Gotham is a fictional city in the DC Universe but its namesake is not. Located across the Atlantic in South Nottinghamshire, this quiet, little village with a handful of houses, a church and a couple of shops, is completely unlike the city of crime and corruption it lends its name to.
For starters, Gotham is actually pronounced “goat-um” (which means goat village) and not “goth-em”, the way we pronounce the fictional city Batman calls home. While Batman’s Gotham is a teeming metropolis, the English village is a sleepy settlement “in the rural heart of Nottinghamshire.” Yet both share a connection rooted to a legend that started eight hundred years ago.
Gotham, Nottinghamshire
The village of Gotham, Nottinghamshire. This sign is frequently stolen.

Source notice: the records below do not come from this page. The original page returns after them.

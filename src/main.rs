//! matchbook demo binary.
//!
//! Seeds a book, fires a few crossing orders and prints the resulting
//! trades and depth. Log verbosity follows `RUST_LOG` (try
//! `RUST_LOG=matchbook=debug`).

use matchbook::{Order, OrderKind, Orderbook, Side, Trade};
use tracing_subscriber::EnvFilter;

fn print_trades(label: &str, trades: &[Trade]) {
    println!("{label}:");
    if trades.is_empty() {
        println!("  (no trades)");
    }
    for trade in trades {
        println!(
            "  {} x buy #{} @ {} / sell #{} @ {}",
            trade.quantity(),
            trade.bid.order_id,
            trade.bid.price,
            trade.ask.order_id,
            trade.ask.price,
        );
    }
}

fn print_depth(book: &Orderbook) {
    let (bids, asks) = book.snapshot();
    println!("depth ({} resting orders):", book.size());
    for level in asks.iter().rev() {
        println!("  ask {:>6} | {:>6}", level.price, level.quantity);
    }
    for level in &bids {
        println!("  bid {:>6} | {:>6}", level.price, level.quantity);
    }
}

fn main() {
    tracing_subscriber::fmt()
        .with_env_filter(EnvFilter::from_default_env())
        .init();

    let book = Orderbook::new();

    // Seed resting interest on both sides
    for order in [
        Order::new(OrderKind::Limit, 1, Side::Buy, 100, 10),
        Order::new(OrderKind::Limit, 2, Side::Buy, 101, 50),
        Order::new(OrderKind::Limit, 3, Side::Sell, 103, 25),
        Order::new(OrderKind::Limit, 4, Side::Sell, 104, 40),
    ] {
        book.add(order).expect("seed order rejected");
    }

    println!("== initial book ==");
    print_depth(&book);

    // A limit sell crossing into the bids
    let trades = book
        .add(Order::new(OrderKind::Limit, 5, Side::Sell, 100, 20))
        .expect("crossing sell rejected");
    println!("\n== limit sell 20 @ 100 ==");
    print_trades("trades", &trades);
    print_depth(&book);

    // A market buy that sweeps the asks and rests at the anchor price
    let trades = book.add(Order::market(6, Side::Buy, 80)).expect("market buy rejected");
    println!("\n== market buy 80 ==");
    print_trades("trades", &trades);
    print_depth(&book);

    // An all-or-none that cannot be covered is dropped without error
    let trades = book
        .add(Order::new(OrderKind::AllOrNone, 7, Side::Sell, 100, 1_000))
        .expect("all-or-none rejected");
    println!("\n== all-or-none sell 1000 @ 100 ==");
    print_trades("trades", &trades);
    print_depth(&book);
}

Photo credit: Birmingham Live
The story goes that in the early 13th century, King John of England, who was much despised by his subjects, was supposed to pass through Gotham on his way to Nottingham Castle. In those times, wherever the royal carriage rode the path would became a public highway and thus the King’s land. This meant that certain landowners of Gotham were going to inevitably lose their land, and it upset them. Rumor also spread that the King was not merely passing through, but wished to build a hunting lodge at Gotham, or perhaps even a castle.
So the wise men of Gotham gathered one evening and hatched a plan to keep the King and his men away. They feigned madness.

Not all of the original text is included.